◆ **GIVEN RECORDS**
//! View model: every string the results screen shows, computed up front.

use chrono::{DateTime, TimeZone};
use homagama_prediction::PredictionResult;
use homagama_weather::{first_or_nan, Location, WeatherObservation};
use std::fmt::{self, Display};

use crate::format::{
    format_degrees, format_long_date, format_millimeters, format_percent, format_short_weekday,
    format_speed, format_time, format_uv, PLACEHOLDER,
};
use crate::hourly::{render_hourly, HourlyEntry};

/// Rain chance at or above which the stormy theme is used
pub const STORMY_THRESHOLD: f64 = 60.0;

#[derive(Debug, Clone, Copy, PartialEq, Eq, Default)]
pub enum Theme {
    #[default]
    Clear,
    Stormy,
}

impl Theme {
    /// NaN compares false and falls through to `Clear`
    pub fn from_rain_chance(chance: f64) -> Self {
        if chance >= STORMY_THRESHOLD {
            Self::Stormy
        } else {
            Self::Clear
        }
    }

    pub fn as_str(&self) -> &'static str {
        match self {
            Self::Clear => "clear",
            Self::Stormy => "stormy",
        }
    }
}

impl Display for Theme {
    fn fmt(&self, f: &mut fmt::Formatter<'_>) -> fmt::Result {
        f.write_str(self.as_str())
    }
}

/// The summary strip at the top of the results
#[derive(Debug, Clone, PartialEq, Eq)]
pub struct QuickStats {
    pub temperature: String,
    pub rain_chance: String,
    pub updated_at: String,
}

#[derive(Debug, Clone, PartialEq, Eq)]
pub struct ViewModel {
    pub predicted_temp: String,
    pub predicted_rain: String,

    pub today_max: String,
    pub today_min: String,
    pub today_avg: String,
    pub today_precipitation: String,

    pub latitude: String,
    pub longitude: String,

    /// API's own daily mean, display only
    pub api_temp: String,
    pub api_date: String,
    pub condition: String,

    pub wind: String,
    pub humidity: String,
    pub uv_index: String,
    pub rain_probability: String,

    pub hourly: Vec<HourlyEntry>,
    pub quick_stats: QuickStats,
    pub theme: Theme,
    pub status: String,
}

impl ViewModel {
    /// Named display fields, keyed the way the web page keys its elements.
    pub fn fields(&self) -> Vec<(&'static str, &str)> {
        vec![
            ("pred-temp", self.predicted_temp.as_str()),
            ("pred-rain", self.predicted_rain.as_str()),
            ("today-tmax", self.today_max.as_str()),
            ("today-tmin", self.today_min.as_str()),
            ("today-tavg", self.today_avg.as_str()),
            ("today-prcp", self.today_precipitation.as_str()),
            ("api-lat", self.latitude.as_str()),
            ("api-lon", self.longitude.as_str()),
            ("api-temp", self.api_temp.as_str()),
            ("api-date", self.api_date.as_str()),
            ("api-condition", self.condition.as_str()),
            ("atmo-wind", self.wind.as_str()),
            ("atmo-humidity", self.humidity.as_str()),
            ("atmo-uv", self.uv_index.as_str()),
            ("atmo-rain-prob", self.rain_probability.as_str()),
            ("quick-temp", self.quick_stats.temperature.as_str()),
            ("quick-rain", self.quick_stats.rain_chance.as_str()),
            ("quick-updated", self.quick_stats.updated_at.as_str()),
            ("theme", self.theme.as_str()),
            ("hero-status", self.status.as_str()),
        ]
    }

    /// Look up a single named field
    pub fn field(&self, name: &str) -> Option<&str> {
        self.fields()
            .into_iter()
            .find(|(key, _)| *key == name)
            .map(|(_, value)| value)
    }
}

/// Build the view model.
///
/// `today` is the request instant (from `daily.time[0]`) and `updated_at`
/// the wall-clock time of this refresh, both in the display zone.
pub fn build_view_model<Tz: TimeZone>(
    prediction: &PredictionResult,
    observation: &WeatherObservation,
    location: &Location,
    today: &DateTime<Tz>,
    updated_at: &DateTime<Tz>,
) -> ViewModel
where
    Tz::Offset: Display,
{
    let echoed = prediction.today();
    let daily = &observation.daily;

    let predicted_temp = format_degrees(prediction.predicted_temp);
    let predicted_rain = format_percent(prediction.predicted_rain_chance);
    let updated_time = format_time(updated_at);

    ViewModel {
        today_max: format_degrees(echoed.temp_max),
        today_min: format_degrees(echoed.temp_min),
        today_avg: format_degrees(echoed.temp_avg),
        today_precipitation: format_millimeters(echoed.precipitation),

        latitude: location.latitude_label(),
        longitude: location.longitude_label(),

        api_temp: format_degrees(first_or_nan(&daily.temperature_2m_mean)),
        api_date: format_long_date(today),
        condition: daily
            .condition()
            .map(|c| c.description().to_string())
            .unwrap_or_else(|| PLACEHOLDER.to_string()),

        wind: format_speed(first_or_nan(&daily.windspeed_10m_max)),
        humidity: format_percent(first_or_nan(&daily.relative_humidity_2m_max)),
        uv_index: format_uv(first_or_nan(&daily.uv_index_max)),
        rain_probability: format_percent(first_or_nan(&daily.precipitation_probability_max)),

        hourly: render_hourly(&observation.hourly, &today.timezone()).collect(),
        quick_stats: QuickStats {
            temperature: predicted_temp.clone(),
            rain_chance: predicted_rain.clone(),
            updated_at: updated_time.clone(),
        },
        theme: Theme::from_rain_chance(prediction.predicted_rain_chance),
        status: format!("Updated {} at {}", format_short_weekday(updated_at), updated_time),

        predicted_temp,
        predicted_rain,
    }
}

◆ **TASK DESCRIPTION**
In the answer, please give only the lines from the line containing "let updated_time = format_time(updated_at);" through the final line of the data, copied exactly.

◆ **WRITTEN SOLUTION**
    let updated_time = format_time(updated_at);

    ViewModel {
        today_max: format_degrees(echoed.temp_max),
        today_min: format_degrees(echoed.temp_min),
        today_avg: format_degrees(echoed.temp_avg),
        today_precipitation: format_millimeters(echoed.precipitation),

        latitude: location.latitude_label(),
        longitude: location.longitude_label(),

        api_temp: format_degrees(first_or_nan(&daily.temperature_2m_mean)),
        api_date: format_long_date(today),
        condition: daily
            .condition()
            .map(|c| c.description().to_string())
            .unwrap_or_else(|| PLACEHOLDER.to_string()),

        wind: format_speed(first_or_nan(&daily.windspeed_10m_max)),
        humidity: format_percent(first_or_nan(&daily.relative_humidity_2m_max)),
        uv_index: format_uv(first_or_nan(&daily.uv_index_max)),
        rain_probability: format_percent(first_or_nan(&daily.precipitation_probability_max)),

        hourly: render_hourly(&observation.hourly, &today.timezone()).collect(),
        quick_stats: QuickStats {
            temperature: predicted_temp.clone(),
            rain_chance: predicted_rain.clone(),
            updated_at: updated_time.clone(),
        },
        theme: Theme::from_rain_chance(prediction.predicted_rain_chance),
        status: format!("Updated {} at {}", format_short_weekday(updated_at), updated_time),

        predicted_temp,
        predicted_rain,
    }
}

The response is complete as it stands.